DISCASレビュー

カッツ
2025/11/20 07:20

ラスト、コーション

 2007年公開、アメリカ・台湾・中国・香港の合作による歴史サスペンス映画であり、第二次世界大戦下の香港と上海を舞台に、抗日組織と日本の傀儡政権との間で繰り広げられる暗殺計画と、そこに芽生える禁断の愛を描いた作品である。主演はトニー・レオン。

タイトルの「ラスト」は“肉欲”を意味し、物語は肉体と感情、任務と愛情の狭間で揺れる女スパイの心理を繊細かつ大胆に描いている。彼女が暗殺対象である特務機関員と関係を深めていく過程は、緊張感と官能性が入り混じり、観る者に複雑な感情を呼び起こす。
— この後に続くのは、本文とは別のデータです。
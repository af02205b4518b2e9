//! Hint symbols for the visible page.
//!
//! The item in slot `i` of whatever page is showing gets `alphabet[i]`. Hints
//! are shown upper-case and matched case-insensitively.

use std::fmt;

/// Default symbol order: number row first, then the top and home letter rows.
pub const DEFAULT_HINT_CHARS: &str = "1234567890qwertyuiopasdfghjkl";

#[derive(Debug, Clone, PartialEq, Eq)]
pub enum HintError {
    Empty,
    Duplicate(char),
    Unprintable(char),
    /// More slots per page than symbols to label them with.
    AlphabetExhausted { symbols: usize, page_size: usize },
}

impl fmt::Display for HintError {
    fn fmt(&self, f: &mut fmt::Formatter<'_>) -> fmt::Result {
        match self {
            HintError::Empty => write!(f, "hint alphabet is empty"),
            HintError::Duplicate(ch) => write!(f, "hint alphabet repeats '{ch}'"),
            HintError::Unprintable(ch) => {
                write!(f, "hint alphabet contains unusable character {ch:?}")
            }
            HintError::AlphabetExhausted { symbols, page_size } => write!(
                f,
                "hint alphabet has {symbols} symbols but pages hold {page_size} items"
            ),
        }
    }
}

impl std::error::Error for HintError {}

/// Ordered, distinct, lower-cased hint symbols.
#[derive(Debug, Clone, PartialEq, Eq)]
pub struct HintAlphabet {
    symbols: Vec<char>,
}

impl HintAlphabet {
    pub fn new(chars: &str, page_size: usize) -> Result<Self, HintError> {
        let mut symbols: Vec<char> = Vec::new();
        for ch in chars.chars() {
            if ch.is_control() || ch.is_whitespace() {
                return Err(HintError::Unprintable(ch));
            }
            let folded = fold(ch);
            if symbols.contains(&folded) {
                return Err(HintError::Duplicate(ch));
            }
            symbols.push(folded);
        }
        if symbols.is_empty() {
            return Err(HintError::Empty);
        }
        if symbols.len() < page_size {
            return Err(HintError::AlphabetExhausted {
                symbols: symbols.len(),
                page_size,
            });
        }
        Ok(Self { symbols })
    }

    pub fn len(&self) -> usize {
        self.symbols.len()
    }

    pub fn is_empty(&self) -> bool {
        self.symbols.is_empty()
    }

    /// Display form of the hint for `slot`, if the alphabet reaches that far.
    pub fn label(&self, slot: usize) -> Option<char> {
        self.symbols.get(slot).map(|ch| upper(*ch))
    }

    /// Slot bound to `key` among the first `page_size` symbols.
    pub fn slot_for(&self, key: char, page_size: usize) -> Option<usize> {
        let folded = fold(key);
        self.symbols
            .iter()
            .take(page_size)
            .position(|symbol| *symbol == folded)
    }

    /// Labels for a page holding `count` items. Slots past the alphabet get
    /// `None` and are only reachable by pointer.
    pub fn assign(&self, count: usize) -> Vec<Option<char>> {
        (0..count).map(|slot| self.label(slot)).collect()
    }
}

impl Default for HintAlphabet {
    fn default() -> Self {
        Self {
            symbols: DEFAULT_HINT_CHARS.chars().collect(),
        }
    }
}

fn fold(ch: char) -> char {
    ch.to_lowercase().next().unwrap_or(ch)
}

fn upper(ch: char) -> char {
    ch.to_uppercase().next().unwrap_or(ch)
}
use crossterm::event::{KeyCode, KeyEvent, KeyEventKind, KeyModifiers};

#[derive(Debug, Clone, Copy, PartialEq, Eq)]
pub enum Key {
    Escape,
    Tab,
    /// Shift+Tab as reported by terminals that fold the modifier in.
    BackTab,
    Enter,
    Char(char),
    Function(u8),
    Other,
}

/// A single key press with its modifier state.
#[derive(Debug, Clone, Copy, PartialEq, Eq)]
pub struct KeyInput {
    pub key: Key,
    pub shift: bool,
    pub ctrl: bool,
    pub alt: bool,
    pub meta: bool,
}

impl KeyInput {
    pub fn plain(key: Key) -> Self {
        Self {
            key,
            shift: false,
            ctrl: false,
            alt: false,
            meta: false,
        }
    }

    pub fn char(ch: char) -> Self {
        Self::plain(Key::Char(ch))
    }

    pub fn with_shift(mut self) -> Self {
        self.shift = true;
        self
    }

    pub fn with_ctrl(mut self) -> Self {
        self.ctrl = true;
        self
    }

    pub fn with_alt(mut self) -> Self {
        self.alt = true;
        self
    }

    /// Ctrl, Alt or Super held; Shift alone does not count.
    pub fn has_command_modifier(&self) -> bool {
        self.ctrl || self.alt || self.meta
    }

    /// Convert a crossterm key event. Release events yield `None`.
    pub fn from_crossterm(event: &KeyEvent) -> Option<Self> {
        if event.kind == KeyEventKind::Release {
            return None;
        }
        let mods = event.modifiers;
        let mut ctrl = mods.contains(KeyModifiers::CONTROL);
        let key = match event.code {
            KeyCode::Esc => Key::Escape,
            KeyCode::Tab => Key::Tab,
            KeyCode::BackTab => Key::BackTab,
            KeyCode::Enter => Key::Enter,
            KeyCode::Char(ch) => Key::Char(ch),
            // Many terminals report ctrl+space as NUL.
            KeyCode::Null => {
                ctrl = true;
                Key::Char(' ')
            }
            KeyCode::F(n) => Key::Function(n),
            _ => Key::Other,
        };
        Some(Self {
            key,
            shift: mods.contains(KeyModifiers::SHIFT) || key == Key::BackTab,
            ctrl,
            alt: mods.contains(KeyModifiers::ALT),
            meta: mods.contains(KeyModifiers::SUPER) || mods.contains(KeyModifiers::META),
        })
    }
}
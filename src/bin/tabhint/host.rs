//! Which tab host the binary talks to, and the page it shows under the overlay.

use anyhow::{Context, Result};
use crossbeam_channel::Sender;
use std::sync::{Arc, Mutex};
use std::time::Duration;
use tabhint::config::{AppConfig, HostSource};
use tabhint::gateway::{
    GatewayError, GatewayReply, GatewayRequest, GatewayResponse, HostGateway, MemoryGateway,
    RequestId, StdioGateway, TabStore,
};
use tabhint::item::{Item, ItemId};

/// Either the built-in tab host or an external host process.
pub(crate) enum HostLink {
    Memory(MemoryGateway),
    Stdio(StdioGateway),
}

impl HostLink {
    pub(crate) fn connect(config: &AppConfig, replies: Sender<GatewayReply>) -> Result<Self> {
        let store = match config.host_source()? {
            HostSource::Command { program, args } => {
                let gateway = StdioGateway::spawn(&program, &args, replies)?;
                return Ok(HostLink::Stdio(gateway));
            }
            HostSource::TabsFile(path) => TabStore::from_json_file(&path)
                .with_context(|| format!("failed to load --tabs-file '{}'", path.display()))?,
            HostSource::Sample => TabStore::sample(),
        };
        let store = Arc::new(Mutex::new(store));
        Ok(HostLink::Memory(MemoryGateway::spawn(
            store,
            replies,
            config.host_latency(),
        )))
    }

    pub(crate) fn store(&self) -> Option<Arc<Mutex<TabStore>>> {
        match self {
            HostLink::Memory(gateway) => Some(gateway.store()),
            HostLink::Stdio(_) => None,
        }
    }

    pub(crate) fn label(&self) -> &'static str {
        match self {
            HostLink::Memory(_) => "built-in host",
            HostLink::Stdio(_) => "external host",
        }
    }
}

impl HostGateway for HostLink {
    fn submit(&mut self, id: RequestId, request: GatewayRequest) -> Result<(), GatewayError> {
        match self {
            HostLink::Memory(gateway) => gateway.submit(id, request),
            HostLink::Stdio(gateway) => gateway.submit(id, request),
        }
    }
}

/// One `getItems` round-trip outside the overlay, for `--list-tabs`.
pub(crate) fn fetch_items(
    link: &mut HostLink,
    replies: &crossbeam_channel::Receiver<GatewayReply>,
    timeout: Duration,
) -> Result<Vec<Item>> {
    let id = RequestId(0);
    link.submit(id, GatewayRequest::GetItems)
        .context("host rejected getItems")?;
    loop {
        let reply = replies
            .recv_timeout(timeout)
            .context("host did not answer getItems in time")?;
        if reply.id != id {
            continue;
        }
        return match reply.result {
            Ok(GatewayResponse::Items(items)) => Ok(items),
            Ok(other) => anyhow::bail!("unexpected reply to getItems: {other:?}"),
            Err(err) => Err(err).context("getItems failed"),
        };
    }
}

pub(crate) fn format_tab_listing(items: &[Item]) -> String {
    let mut out = String::new();
    for (idx, item) in items.iter().enumerate() {
        let pin = if item.pinned { "[pinned] " } else { "" };
        out.push_str(&format!(
            "{:>3}  {pin}{}  (id {})\n",
            idx + 1,
            item.display_title(),
            item.id
        ));
    }
    if items.is_empty() {
        out.push_str("no tabs\n");
    }
    out
}

/// The "page" behind the overlay: the host's tab strip plus a status line.
#[derive(Debug, Default)]
pub(crate) struct HostPage {
    pub(crate) tabs: Vec<Item>,
    pub(crate) active: Option<ItemId>,
    pub(crate) status: String,
}

impl HostPage {
    /// Pull the latest tabs from a shared store, when there is one.
    pub(crate) fn sync_from(&mut self, store: Option<&Arc<Mutex<TabStore>>>) {
        let Some(store) = store else {
            return;
        };
        let store = store.lock().unwrap_or_else(|poisoned| poisoned.into_inner());
        self.tabs = store.tabs().to_vec();
        self.active = store.active().cloned();
    }

    pub(crate) fn set_status(&mut self, status: impl Into<String>) {
        self.status = status.into();
    }
}
impl RecordingRenderer {
    fn last_view(&self) -> &OverlayView {
        self.events
            .iter()
            .rev()
            .find_map(|event| match event {
                Painted::Mount(view) | Painted::Update(view) => Some(view),
                Painted::Unmount => None,
            })
            .expect("a view was painted")
    }
}

impl OverlayRenderer for RecordingRenderer {
    fn mount(&mut self, view: &OverlayView) {
        self.live += 1;
        self.max_live = self.max_live.max(self.live);
        self.events.push(Painted::Mount(view.clone()));
    }

    fn update(&mut self, view: &OverlayView) {
        self.events.push(Painted::Update(view.clone()));
    }

    fn unmount(&mut self) {
        self.live -= 1;
        self.events.push(Painted::Unmount);
    }
}

type Controller = OverlayController<RecordingGateway, RecordingRenderer>;

fn is_get_items(request: &GatewayRequest) -> bool {
    matches!(request, GatewayRequest::GetItems)
}

fn is_get_zoom(request: &GatewayRequest) -> bool {
    matches!(request, GatewayRequest::GetZoom)
}

fn is_switch(request: &GatewayRequest) -> bool {
    matches!(request, GatewayRequest::SwitchTo { .. })
}

fn tabs(count: u64) -> Vec<Item> {
    (1..=count)
        .map(|n| Item::new(n, format!("tab {n}")))
        .collect()
}

fn controller() -> Controller {
    OverlayController::new(
        RecordingGateway::default(),
        RecordingRenderer::default(),
        ControllerSettings::default(),
    )
}

fn answer_items(ctl: &mut Controller, items: Vec<Item>) {
    let id = ctl.gateway().last_id(is_get_items);
    ctl.handle_reply(GatewayReply::ok(id, GatewayResponse::Items(items)));
}

fn open_with(count: u64) -> Controller {
    let mut ctl = controller();
    ctl.toggle();
    answer_items(&mut ctl, tabs(count));
    assert!(ctl.is_open());
    ctl
}

fn press(ctl: &mut Controller, input: KeyInput) -> KeyDisposition {
    ctl.handle_key(&input)
}

#[test]
fn toggle_from_closed_fetches_then_opens() {
    let mut ctl = controller();
    assert_eq!(ctl.phase(), OverlayPhase::Closed);
    ctl.toggle();
    assert_eq!(ctl.phase(), OverlayPhase::Opening);
    assert!(!ctl.is_capturing());
    assert!(!ctl.is_mounted());

    answer_items(&mut ctl, tabs(3));
    assert_eq!(ctl.phase(), OverlayPhase::Open);
    assert!(ctl.is_capturing());
    assert!(ctl.is_mounted());
    let view = ctl.renderer().last_view();
    assert_eq!(view.rows.len(), 3);
    assert_eq!(view.page_label, "Page 1 of 1");
    assert_eq!(ctl.gateway().count(is_get_zoom), 1);
}

#[test]
fn failed_fetch_stays_closed() {
    let mut ctl = controller();
    ctl.toggle();
    let id = ctl.gateway().last_id(is_get_items);
    ctl.handle_reply(GatewayReply::err(
        id,
        GatewayError::Unavailable("no receiver".to_string()),
    ));
    assert_eq!(ctl.phase(), OverlayPhase::Closed);
    assert!(!ctl.is_capturing());
    assert!(ctl.renderer().events.is_empty());
}

#[test]
fn malformed_fetch_stays_closed() {
    let mut ctl = controller();
    ctl.toggle();
    let id = ctl.gateway().last_id(is_get_items);
    ctl.handle_reply(GatewayReply::ok(id, GatewayResponse::Ack));
    assert_eq!(ctl.phase(), OverlayPhase::Closed);
    assert!(ctl.renderer().events.is_empty());
}

#[test]
fn unreachable_gateway_never_leaves_closed() {
    let mut ctl = OverlayController::new(
        RecordingGateway {
            offline: true,
            ..RecordingGateway::default()
        },
        RecordingRenderer::default(),
        ControllerSettings::default(),
    );
    ctl.toggle();
    assert_eq!(ctl.phase(), OverlayPhase::Closed);
}

#[test]
fn rapid_double_toggle_never_mounts_twice() {
    let mut ctl = controller();
    ctl.toggle();
    ctl.toggle();
    assert_eq!(ctl.phase(), OverlayPhase::Closed);
    // The late reply belongs to a cancelled open.
    answer_items(&mut ctl, tabs(4));
    assert_eq!(ctl.phase(), OverlayPhase::Closed);
    assert_eq!(ctl.renderer().max_live, 0);
    assert!(!ctl.is_capturing());
}

#[test]
fn triple_toggle_opens_once_with_latest_fetch() {
    let mut ctl = controller();
    ctl.toggle();
    let first = ctl.gateway().last_id(is_get_items);
    ctl.toggle();
    ctl.toggle();
    let second = ctl.gateway().last_id(is_get_items);
    assert_ne!(first, second);

    ctl.handle_reply(GatewayReply::ok(first, GatewayResponse::Items(tabs(2))));
    assert_eq!(ctl.phase(), OverlayPhase::Opening);
    ctl.handle_reply(GatewayReply::ok(second, GatewayResponse::Items(tabs(5))));
    assert!(ctl.is_open());
    assert_eq!(ctl.renderer().max_live, 1);
    assert_eq!(ctl.session().map(|s| s.items().len()), Some(5));
}

#[test]
fn toggle_while_open_closes_and_releases_capture() {
    let mut ctl = open_with(3);
    ctl.toggle();
    assert_eq!(ctl.phase(), OverlayPhase::Closed);
    assert!(!ctl.is_capturing());
    assert_eq!(ctl.renderer().live, 0);
    assert!(ctl.session().is_none());
}

#[test]
fn escape_closes_and_is_inert_when_closed() {
    let mut ctl = open_with(3);
    assert_eq!(
        press(&mut ctl, KeyInput::plain(Key::Escape)),
        KeyDisposition::Consumed
    );
    assert_eq!(ctl.phase(), OverlayPhase::Closed);
    assert!(!ctl.is_capturing());
    let events = ctl.renderer().events.len();

    assert_eq!(
        press(&mut ctl, KeyInput::plain(Key::Escape)),
        KeyDisposition::PassThrough
    );
    assert_eq!(ctl.phase(), OverlayPhase::Closed);
    assert_eq!(ctl.renderer().events.len(), events);
}

#[test]
fn keys_pass_through_while_opening() {
    let mut ctl = controller();
    ctl.toggle();
    assert_eq!(
        press(&mut ctl, KeyInput::char('1')),
        KeyDisposition::PassThrough
    );
}

#[test]
fn tab_pages_forward_and_back_with_wrap() {
    let mut ctl = open_with(23);
    press(&mut ctl, KeyInput::plain(Key::Tab));
    assert_eq!(ctl.session().map(Session::current_page), Some(1));
    press(&mut ctl, KeyInput::plain(Key::Tab));
    press(&mut ctl, KeyInput::plain(Key::Tab));
    assert_eq!(ctl.session().map(Session::current_page), Some(0));
    press(&mut ctl, KeyInput::plain(Key::BackTab).with_shift());
    assert_eq!(ctl.session().map(Session::current_page), Some(2));

    let view = ctl.renderer().last_view();
    assert_eq!(view.page_label, "Page 3 of 3");
    assert_eq!(view.rows.len(), 3);
    let hints: Vec<Option<char>> = view.rows.iter().map(|row| row.hint).collect();
    assert_eq!(hints, vec![Some('1'), Some('2'), Some('3')]);
    // Paging never refetches.
    assert_eq!(ctl.gateway().count(is_get_items), 1);
}

#[test]
fn hint_selects_item_on_current_page() {
    let mut ctl = open_with(23);
    press(&mut ctl, KeyInput::plain(Key::Tab));
    press(&mut ctl, KeyInput::char('3'));
    assert_eq!(ctl.phase(), OverlayPhase::Closed);
    assert!(!ctl.is_capturing());
    assert_eq!(ctl.gateway().count(is_switch), 1);
    let (_, request) = ctl.gateway().sent.last().expect("switch sent");
    assert_eq!(
        request,
        &GatewayRequest::SwitchTo {
            item_id: ItemId::Number(13)
        }
    );
    assert!(!ctl.refresh_pending());
}

#[test]
fn hint_past_partial_page_is_a_no_op() {
    let mut ctl = open_with(23);
    press(&mut ctl, KeyInput::plain(Key::BackTab).with_shift());
    assert_eq!(ctl.session().map(Session::current_page), Some(2));
    let events = ctl.renderer().events.len();
    assert_eq!(
        press(&mut ctl, KeyInput::char('4')),
        KeyDisposition::Consumed
    );
    assert!(ctl.is_open());
    assert_eq!(ctl.session().map(Session::current_page), Some(2));
    assert_eq!(ctl.gateway().count(is_switch), 0);
    assert_eq!(ctl.renderer().events.len(), events);
}

#[test]
fn empty_snapshot_shows_single_page_and_ignores_hints() {
    let mut ctl = open_with(0);
    let view = ctl.renderer().last_view().clone();
    assert!(view.rows.is_empty());
    assert_eq!(view.page_label, "Page 1 of 1");

    press(&mut ctl, KeyInput::char('1'));
    assert!(ctl.is_open());
    press(&mut ctl, KeyInput::plain(Key::Tab));
    assert!(ctl.is_open());
    assert_eq!(ctl.session().map(Session::current_page), Some(0));
    assert_eq!(ctl.renderer().last_view().page_label, "Page 1 of 1");
    assert_eq!(ctl.gateway().count(is_switch), 0);
}

#[test]
fn unknown_keys_are_swallowed_without_state_change() {
    let mut ctl = open_with(5);
    let events = ctl.renderer().events.len();
    for input in [
        KeyInput::char('z'),
        KeyInput::plain(Key::Enter),
        KeyInput::char('1').with_ctrl(),
        KeyInput::plain(Key::Other),
    ] {
        assert_eq!(press(&mut ctl, input), KeyDisposition::Consumed);
    }
    assert!(ctl.is_open());
    assert_eq!(ctl.renderer().events.len(), events);
    assert_eq!(ctl.gateway().count(is_switch), 0);
}

#[test]
fn stale_reference_is_dropped() {
    let mut ctl = open_with(3);
    let ghost = Item::new(99u64, "gone");
    assert!(!ctl.request_action(ItemAction::SwitchTo, &ghost));
    assert!(ctl.is_open());
    assert_eq!(ctl.gateway().count(is_switch), 0);
}

#[test]
fn request_action_while_closed_is_dropped() {
    let mut ctl = controller();
    assert!(!ctl.request_action(ItemAction::Close, &Item::new(1u64, "a")));
    assert!(ctl.gateway().sent.is_empty());
}

#[test]
fn late_zoom_reply_after_close_is_ignored() {
    let mut ctl = open_with(3);
    let zoom_id = ctl.gateway().last_id(is_get_zoom);
    ctl.toggle();
    ctl.handle_reply(GatewayReply::ok(zoom_id, GatewayResponse::Zoom(2.0)));
    assert_eq!(ctl.phase(), OverlayPhase::Closed);
    assert_eq!(ctl.renderer().live, 0);
}

#[test]
fn zoom_reply_updates_the_open_view() {
    let mut ctl = open_with(3);
    let zoom_id = ctl.gateway().last_id(is_get_zoom);
    ctl.handle_reply(GatewayReply::ok(zoom_id, GatewayResponse::Zoom(1.5)));
    assert_eq!(ctl.renderer().last_view().zoom, 1.5);
    assert_eq!(ctl.session().map(Session::zoom), Some(1.5));
    // A duplicate is no longer expected.
    ctl.handle_reply(GatewayReply::ok(zoom_id, GatewayResponse::Zoom(3.0)));
    assert_eq!(ctl.session().map(Session::zoom), Some(1.5));
}

#[test]
fn close_action_reopens_after_ack() {
    let mut ctl = open_with(12);
    ctl.handle_pointer(PointerTarget::Close(1));
    assert_eq!(ctl.phase(), OverlayPhase::Closed);
    assert!(ctl.refresh_pending());
    let (close_id, request) = ctl.gateway().sent.last().cloned().expect("close sent");
    assert_eq!(
        request,
        GatewayRequest::Close {
            item_id: ItemId::Number(2)
        }
    );
    assert_eq!(ctl.gateway().count(is_get_items), 1);

    ctl.handle_reply(GatewayReply::ok(close_id, GatewayResponse::Ack));
    assert_eq!(ctl.phase(), OverlayPhase::Opening);
    assert_eq!(ctl.gateway().count(is_get_items), 2);

    let mut refreshed = tabs(12);
    refreshed.remove(1);
    answer_items(&mut ctl, refreshed);
    assert!(ctl.is_open());
    assert_eq!(ctl.session().map(|s| s.items().len()), Some(11));
    assert_eq!(ctl.renderer().max_live, 1);
}

#[test]
fn pin_action_sends_flipped_state() {
    let mut ctl = controller();
    ctl.toggle();
    answer_items(
        &mut ctl,
        vec![Item::new(1u64, "a").pinned(true), Item::new(2u64, "b")],
    );
    ctl.handle_pointer(PointerTarget::TogglePin(0));
    let (_, request) = ctl.gateway().sent.last().cloned().expect("pin sent");
    assert_eq!(
        request,
        GatewayRequest::TogglePin {
            item_id: ItemId::Number(1),
            pinned: false
        }
    );
}

#[test]
fn failed_mutation_still_refreshes() {
    let mut ctl = open_with(4);
    ctl.handle_pointer(PointerTarget::TogglePin(0));
    let (pin_id, _) = ctl.gateway().sent.last().cloned().expect("pin sent");
    ctl.handle_reply(GatewayReply::err(
        pin_id,
        GatewayError::Rejected("restricted".to_string()),
    ));
    assert_eq!(ctl.phase(), OverlayPhase::Opening);
    answer_items(&mut ctl, tabs(4));
    assert!(ctl.is_open());
}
モデルとなった実在の人物テン・ピンルー、彼女は中国人の父と日本人の母を持つ実在の人物であり、その出自が物語にさらなる深みと複雑さを与えている。彼女の立場は、国家や民族の境界を越えた葛藤を象徴しているようにも感じられる。

香港や上海の街並みは忠実に再現されており、当時の上流階級の生活様式や空気感が細部にわたって描かれている。セットや衣装、美術に相当な予算がかけられていることが伝わってくる。歴史的背景と美術的完成度が融合した映像は、まるで一枚の絵画のような美しさを持っている

トニー・レオンとワン・チアチーによるベッドシーンは、過激でありながらも物語の核心に触れる重要な場面として描かれており、単なる官能描写にとどまらない心理的な深みがある

『ラスト、コーション』は、歴史の闇と人間の欲望、そして愛と裏切りの境界を描いた、静かで激しい作品である。観終えた後も、登場人物たちの選択とその余韻が心に残る。